Monday, September 3, 2012

Ubi Sunt

Yes, most of us on rusty on our Latin and our medieval poetry tropes, so here's the quick note on Ubi sunt from wikipedia:  "Ubi sunt (literally "where are... [they]") is a phrase taken from the Latin Ubi sunt qui ante nos fuerunt?, meaning "Where are those who were before us?". Ubi nunc...? ("Where now?") is a common variant. Sometimes thought to indicate nostalgia, the ubi sunt motif is actually a meditation on mortality and life's transience."

The usefulness of this trope struck me recently when re-reading the Anglo-Saxon poem, The Wanderer, in which the now solitary warrior has lost his tribe, his lord, all the communal aspects that would have defined a meaningful life (written down in 975 AD, though probably composed much earlier, in reference to earlier, pre-Christian centuries). 

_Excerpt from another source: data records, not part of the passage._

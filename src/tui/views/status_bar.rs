//! Status bar view
//!
//! Shows the active user, edit state and key hints

use ratatui::{
    layout::Rect,
    style::{Color, Modifier, Style},
    text::{Line, Span},
    widgets::Paragraph,
    Frame,
};

use crate::tui::app::{App, FocusedPanel};

/// Render the status bar
pub fn render(frame: &mut Frame, app: &App, area: Rect) {
    let mut spans = vec![];

    if let Some(session) = &app.session {
        spans.push(Span::styled(" User: ", Style::default().fg(Color::White)));
        spans.push(Span::styled(
            session.username().to_string(),
            Style::default()
                .fg(Color::Cyan)
                .add_modifier(Modifier::BOLD),
        ));

        if let Some(position) = session
            .edit_target()
            .and_then(|id| session.position_of(id))
        {
            spans.push(Span::raw(" │ "));
            spans.push(Span::styled(
                format!("Editing #{}", position + 1),
                Style::default().fg(Color::Magenta),
            ));
        }
    }

    // Key hints (right-aligned)
    let hints = match app.focused_panel {
        FocusedPanel::Form => " Tab:List  Enter:Save  Ctrl+c:Quit ",
        FocusedPanel::List => " e:Edit  d:Delete  b:Back  q:Quit  ?:Help ",
    };

    // Calculate padding
    let left_len: usize = spans.iter().map(|s| s.content.chars().count()).sum();
    let padding_len = (area.width as usize).saturating_sub(left_len + hints.len());
    let padding = " ".repeat(padding_len.max(1));

    spans.push(Span::raw(padding));
    spans.push(Span::styled(hints, Style::default().fg(Color::White)));

    frame.render_widget(Paragraph::new(Line::from(spans)), area);
}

This sense of loss echoed when I was reading about Basho's poetics today (Sam Hamill's translator's intro to Narrow Road to the Interior).  The Buddhist sense of impermance deals with loss but with the fleetingness of all things, aiming at a calm acceptance and finally the realization of the limits/nothingness of self--essentially an a-responsible stance.  I'm always drawn to this, but always jerk back from that acceptance, from that grain of light in my dark rage.  I remain Western, discontent, unwilling to watch the world decay.

What Ubi sunt suggests to me is a trope to deploy from a future stance in writing an ecological poetry.  The elegaic tone could carry beyond the simple enthusiasms of a nature poetry and past the often too-blunt rage of political poetry.

What makes environmental novels successful, works like Woman on the Edge of Time or The Fifth Sacred Thing, is how they sketch out a future temporal platform, envisioning/extrapolating through one series of consequences.  I need that platform, that sense of possible future world--future Missouri--to write that certain type of poetry.

I've tried some visions, though seldom complete enough to feel solid and make the losses we will have experienced credible.

Long-windedly...I imagine a 'game' of futures that geographers could play:  setting certain temporal platforms, and based on climate, culture, economics, polity, creating the lines of some futures.  I would hope not just for my poetry, but for fiction, for essays, for a serious window into accepting responsbilities, and seeing where the lines of those responsibilities begin.  Recall Yeats' line, which Delmore Schwartz borrowed:  In Dreams Begin Responsibilities.